Problem description: Every record must reappear in the answer exactly as given.

___

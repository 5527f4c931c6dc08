use serde::Deserialize;
use serde_json::{Map, Value};

use crate::define_rng;
use crate::error::InterventionError;
use crate::person::{Person, SymptomTag};
use crate::policy::{optional_window, parse_parameters, required_window, Policy, PolicyVariant};
use crate::random::RandomStreams;

define_rng!(HouseholdQuarantineRng);
define_rng!(ShieldingRng);

/// Policies that can confine a person to their home for the day.
#[derive(Clone, Debug, PartialEq)]
pub enum StayHome {
    Permanent(PermanentPolicy),
    Quarantine(Quarantine),
    Shielding(Shielding),
}

impl StayHome {
    #[must_use]
    pub fn variant(&self) -> PolicyVariant {
        match self {
            StayHome::Permanent(_) => PolicyVariant::PermanentPolicy,
            StayHome::Quarantine(_) => PolicyVariant::Quarantine,
            StayHome::Shielding(_) => PolicyVariant::Shielding,
        }
    }

    /// `days_from_start` is the simulation time in days.
    pub fn must_stay_home<P: Person + ?Sized>(
        &self,
        person: &P,
        days_from_start: f64,
        random: &RandomStreams,
    ) -> bool {
        match self {
            StayHome::Permanent(policy) => policy.must_stay_home(person),
            StayHome::Quarantine(policy) => policy.must_stay_home(person, days_from_start, random),
            StayHome::Shielding(policy) => policy.must_stay_home(person, random),
        }
    }
}

/// Severely symptomatic people stay home. Every registry holds one for its whole lifetime.
#[derive(Copy, Clone, Debug, Default, PartialEq)]
pub struct PermanentPolicy;

#[derive(Deserialize)]
#[serde(deny_unknown_fields)]
struct PermanentPolicyParameters {
    #[serde(default, deserialize_with = "crate::policy::present_value")]
    start_time: Option<Value>,
    #[serde(default, deserialize_with = "crate::policy::present_value")]
    end_time: Option<Value>,
}

impl PermanentPolicy {
    pub fn from_parameters(parameters: &Map<String, Value>) -> Result<Policy, InterventionError> {
        let parameters: PermanentPolicyParameters = parse_parameters(parameters)?;
        let window = optional_window(parameters.start_time.as_ref(), parameters.end_time.as_ref())?;
        Ok(Policy::new(window, PermanentPolicy))
    }

    pub fn must_stay_home<P: Person + ?Sized>(&self, person: &P) -> bool {
        person
            .symptoms()
            .is_some_and(|symptoms| symptoms.tag == SymptomTag::Severe)
    }
}

/// People stay home for `n_days` after their own symptoms start, and for `n_days_household`
/// after a housemate's. Only a `household_complacency` share of housemates comply.
#[derive(Clone, Debug, PartialEq)]
pub struct Quarantine {
    pub n_days: u32,
    pub n_days_household: u32,
    pub household_complacency: f64,
}

impl Default for Quarantine {
    fn default() -> Self {
        Quarantine {
            n_days: 7,
            n_days_household: 14,
            household_complacency: 1.0,
        }
    }
}

#[derive(Deserialize)]
#[serde(deny_unknown_fields)]
struct QuarantineParameters {
    #[serde(default, deserialize_with = "crate::policy::present_value")]
    start_time: Option<Value>,
    #[serde(default, deserialize_with = "crate::policy::present_value")]
    end_time: Option<Value>,
    n_days: Option<u32>,
    n_days_household: Option<u32>,
    household_complacency: Option<f64>,
}

impl Quarantine {
    pub fn from_parameters(parameters: &Map<String, Value>) -> Result<Policy, InterventionError> {
        let parameters: QuarantineParameters = parse_parameters(parameters)?;
        let window = optional_window(parameters.start_time.as_ref(), parameters.end_time.as_ref())?;
        let defaults = Quarantine::default();
        let household_complacency = parameters
            .household_complacency
            .unwrap_or(defaults.household_complacency);
        if !(0.0..=1.0).contains(&household_complacency) {
            return Err(InterventionError::ConfigurationError(format!(
                "household_complacency {household_complacency} is not in [0, 1]"
            )));
        }
        Ok(Policy::new(
            window,
            Quarantine {
                n_days: parameters.n_days.unwrap_or(defaults.n_days),
                n_days_household: parameters
                    .n_days_household
                    .unwrap_or(defaults.n_days_household),
                household_complacency,
            },
        ))
    }

    /// True while `onset < days_from_start < onset + n_days` for a mildly or severely
    /// symptomatic person. A person without a recorded symptom state or onset time is not
    /// self-quarantining.
    fn self_quarantine<P: Person + ?Sized>(&self, person: &P, days_from_start: f64) -> bool {
        let Some(symptoms) = person.symptoms() else {
            return false;
        };
        if !matches!(symptoms.tag, SymptomTag::Mild | SymptomTag::Severe) {
            return false;
        }
        let Some(onset) = symptoms.time_of_symptoms_onset else {
            return false;
        };
        let release_day = onset + f64::from(self.n_days);
        onset < days_from_start && days_from_start < release_day
    }

    fn housemates_quarantine<P: Person + ?Sized>(
        &self,
        person: &P,
        days_from_start: f64,
        random: &RandomStreams,
    ) -> bool {
        let Some(residence) = person.residence() else {
            return false;
        };
        if !residence.quarantine(days_from_start, self.n_days_household) {
            return false;
        }
        self.household_complacency >= 1.0
            || random.sample_bool(HouseholdQuarantineRng, self.household_complacency)
    }

    pub fn must_stay_home<P: Person + ?Sized>(
        &self,
        person: &P,
        days_from_start: f64,
        random: &RandomStreams,
    ) -> bool {
        self.self_quarantine(person, days_from_start)
            || self.housemates_quarantine(person, days_from_start, random)
    }
}

/// People aged `min_age` or over stay home. With a `complacency` set, each check complies with
/// that probability, drawn afresh on every call.
#[derive(Clone, Debug, PartialEq)]
pub struct Shielding {
    pub min_age: u32,
    pub complacency: Option<f64>,
}

#[derive(Deserialize)]
#[serde(deny_unknown_fields)]
struct ShieldingParameters {
    #[serde(default, deserialize_with = "crate::policy::present_value")]
    start_time: Option<Value>,
    #[serde(default, deserialize_with = "crate::policy::present_value")]
    end_time: Option<Value>,
    min_age: u32,
    complacency: Option<f64>,
}

impl Shielding {
    pub fn from_parameters(parameters: &Map<String, Value>) -> Result<Policy, InterventionError> {
        let parameters: ShieldingParameters = parse_parameters(parameters)?;
        let window = required_window(
            PolicyVariant::Shielding,
            parameters.start_time.as_ref(),
            parameters.end_time.as_ref(),
        )?;
        if let Some(complacency) = parameters.complacency {
            if !(0.0..=1.0).contains(&complacency) {
                return Err(InterventionError::ConfigurationError(format!(
                    "complacency {complacency} is not in [0, 1]"
                )));
            }
        }
        Ok(Policy::new(
            window,
            Shielding {
                min_age: parameters.min_age,
                complacency: parameters.complacency,
            },
        ))
    }

    pub fn must_stay_home<P: Person + ?Sized>(&self, person: &P, random: &RandomStreams) -> bool {
        if person.age() < self.min_age {
            return false;
        }
        match self.complacency {
            None => true,
            Some(complacency) => random.sample_unit(ShieldingRng) < complacency,
        }
    }
}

___

Response:
repository 5527f4c931c6dc08
use serde::Deserialize;
use serde_json::{Map, Value};

use crate::define_rng;
use crate::error::InterventionError;
use crate::person::{Person, SymptomTag};
use crate::policy::{optional_window, parse_parameters, required_window, Policy, PolicyVariant};
use crate::random::RandomStreams;

define_rng!(HouseholdQuarantineRng);
define_rng!(ShieldingRng);

/// Policies that can confine a person to their home for the day.
#[derive(Clone, Debug, PartialEq)]
pub enum StayHome {
    Permanent(PermanentPolicy),
    Quarantine(Quarantine),
    Shielding(Shielding),
}

impl StayHome {
    #[must_use]
    pub fn variant(&self) -> PolicyVariant {
        match self {
            StayHome::Permanent(_) => PolicyVariant::PermanentPolicy,
            StayHome::Quarantine(_) => PolicyVariant::Quarantine,
            StayHome::Shielding(_) => PolicyVariant::Shielding,
        }
    }

    /// `days_from_start` is the simulation time in days.
    pub fn must_stay_home<P: Person + ?Sized>(
        &self,
        person: &P,
        days_from_start: f64,
        random: &RandomStreams,
    ) -> bool {
        match self {
            StayHome::Permanent(policy) => policy.must_stay_home(person),
            StayHome::Quarantine(policy) => policy.must_stay_home(person, days_from_start, random),
            StayHome::Shielding(policy) => policy.must_stay_home(person, random),
        }
    }
}

/// Severely symptomatic people stay home. Every registry holds one for its whole lifetime.
#[derive(Copy, Clone, Debug, Default, PartialEq)]
pub struct PermanentPolicy;

#[derive(Deserialize)]
#[serde(deny_unknown_fields)]
struct PermanentPolicyParameters {
    #[serde(default, deserialize_with = "crate::policy::present_value")]
    start_time: Option<Value>,
    #[serde(default, deserialize_with = "crate::policy::present_value")]
    end_time: Option<Value>,
}

impl PermanentPolicy {
    pub fn from_parameters(parameters: &Map<String, Value>) -> Result<Policy, InterventionError> {
        let parameters: PermanentPolicyParameters = parse_parameters(parameters)?;
        let window = optional_window(parameters.start_time.as_ref(), parameters.end_time.as_ref())?;
        Ok(Policy::new(window, PermanentPolicy))
    }

    pub fn must_stay_home<P: Person + ?Sized>(&self, person: &P) -> bool {
        person
            .symptoms()
            .is_some_and(|symptoms| symptoms.tag == SymptomTag::Severe)
    }
}

/// People stay home for `n_days` after their own symptoms start, and for `n_days_household`
/// after a housemate's. Only a `household_complacency` share of housemates comply.
#[derive(Clone, Debug, PartialEq)]
pub struct Quarantine {
    pub n_days: u32,
    pub n_days_household: u32,
    pub household_complacency: f64,
}

impl Default for Quarantine {
    fn default() -> Self {
        Quarantine {
            n_days: 7,
            n_days_household: 14,
            household_complacency: 1.0,
        }
    }
}

#[derive(Deserialize)]
#[serde(deny_unknown_fields)]
struct QuarantineParameters {
    #[serde(default, deserialize_with = "crate::policy::present_value")]
    start_time: Option<Value>,
    #[serde(default, deserialize_with = "crate::policy::present_value")]
    end_time: Option<Value>,
    n_days: Option<u32>,
    n_days_household: Option<u32>,
    household_complacency: Option<f64>,
}

impl Quarantine {
    pub fn from_parameters(parameters: &Map<String, Value>) -> Result<Policy, InterventionError> {
        let parameters: QuarantineParameters = parse_parameters(parameters)?;
        let window = optional_window(parameters.start_time.as_ref(), parameters.end_time.as_ref())?;
        let defaults = Quarantine::default();
        let household_complacency = parameters
            .household_complacency
            .unwrap_or(defaults.household_complacency);
        if !(0.0..=1.0).contains(&household_complacency) {
            return Err(InterventionError::ConfigurationError(format!(
                "household_complacency {household_complacency} is not in [0, 1]"
            )));
        }
        Ok(Policy::new(
            window,
            Quarantine {
                n_days: parameters.n_days.unwrap_or(defaults.n_days),
                n_days_household: parameters
                    .n_days_household
                    .unwrap_or(defaults.n_days_household),
                household_complacency,
            },
        ))
    }

    /// True while `onset < days_from_start < onset + n_days` for a mildly or severely
    /// symptomatic person. A person without a recorded symptom state or onset time is not
    /// self-quarantining.
    fn self_quarantine<P: Person + ?Sized>(&self, person: &P, days_from_start: f64) -> bool {
        let Some(symptoms) = person.symptoms() else {
            return false;
        };
        if !matches!(symptoms.tag, SymptomTag::Mild | SymptomTag::Severe) {
            return false;
        }
        let Some(onset) = symptoms.time_of_symptoms_onset else {
            return false;
        };
        let release_day = onset + f64::from(self.n_days);
        onset < days_from_start && days_from_start < release_day
    }

    fn housemates_quarantine<P: Person + ?Sized>(
        &self,
        person: &P,
        days_from_start: f64,
        random: &RandomStreams,
    ) -> bool {
        let Some(residence) = person.residence() else {
            return false;
        };
        if !residence.quarantine(days_from_start, self.n_days_household) {
            return false;
        }
        self.household_complacency >= 1.0
            || random.sample_bool(HouseholdQuarantineRng, self.household_complacency)
    }

    pub fn must_stay_home<P: Person + ?Sized>(
        &self,
        person: &P,
        days_from_start: f64,
        random: &RandomStreams,
    ) -> bool {
        self.self_quarantine(person, days_from_start)
            || self.housemates_quarantine(person, days_from_start, random)
    }
}

/// People aged `min_age` or over stay home. With a `complacency` set, each check complies with
/// that probability, drawn afresh on every call.
#[derive(Clone, Debug, PartialEq)]
pub struct Shielding {
    pub min_age: u32,
    pub complacency: Option<f64>,
}

#[derive(Deserialize)]
#[serde(deny_unknown_fields)]
struct ShieldingParameters {
    #[serde(default, deserialize_with = "crate::policy::present_value")]
    start_time: Option<Value>,
    #[serde(default, deserialize_with = "crate::policy::present_value")]
    end_time: Option<Value>,
    min_age: u32,
    complacency: Option<f64>,
}

impl Shielding {
    pub fn from_parameters(parameters: &Map<String, Value>) -> Result<Policy, InterventionError> {
        let parameters: ShieldingParameters = parse_parameters(parameters)?;
        let window = required_window(
            PolicyVariant::Shielding,
            parameters.start_time.as_ref(),
            parameters.end_time.as_ref(),
        )?;
        if let Some(complacency) = parameters.complacency {
            if !(0.0..=1.0).contains(&complacency) {
                return Err(InterventionError::ConfigurationError(format!(
                    "complacency {complacency} is not in [0, 1]"
                )));
            }
        }
        Ok(Policy::new(
            window,
            Shielding {
                min_age: parameters.min_age,
                complacency: parameters.complacency,
            },
        ))
    }

    pub fn must_stay_home<P: Person + ?Sized>(&self, person: &P, random: &RandomStreams) -> bool {
        if person.age() < self.min_age {
            return false;
        }
        match self.complacency {
            None => true,
            Some(complacency) => random.sample_unit(ShieldingRng) < complacency,
        }
    }
}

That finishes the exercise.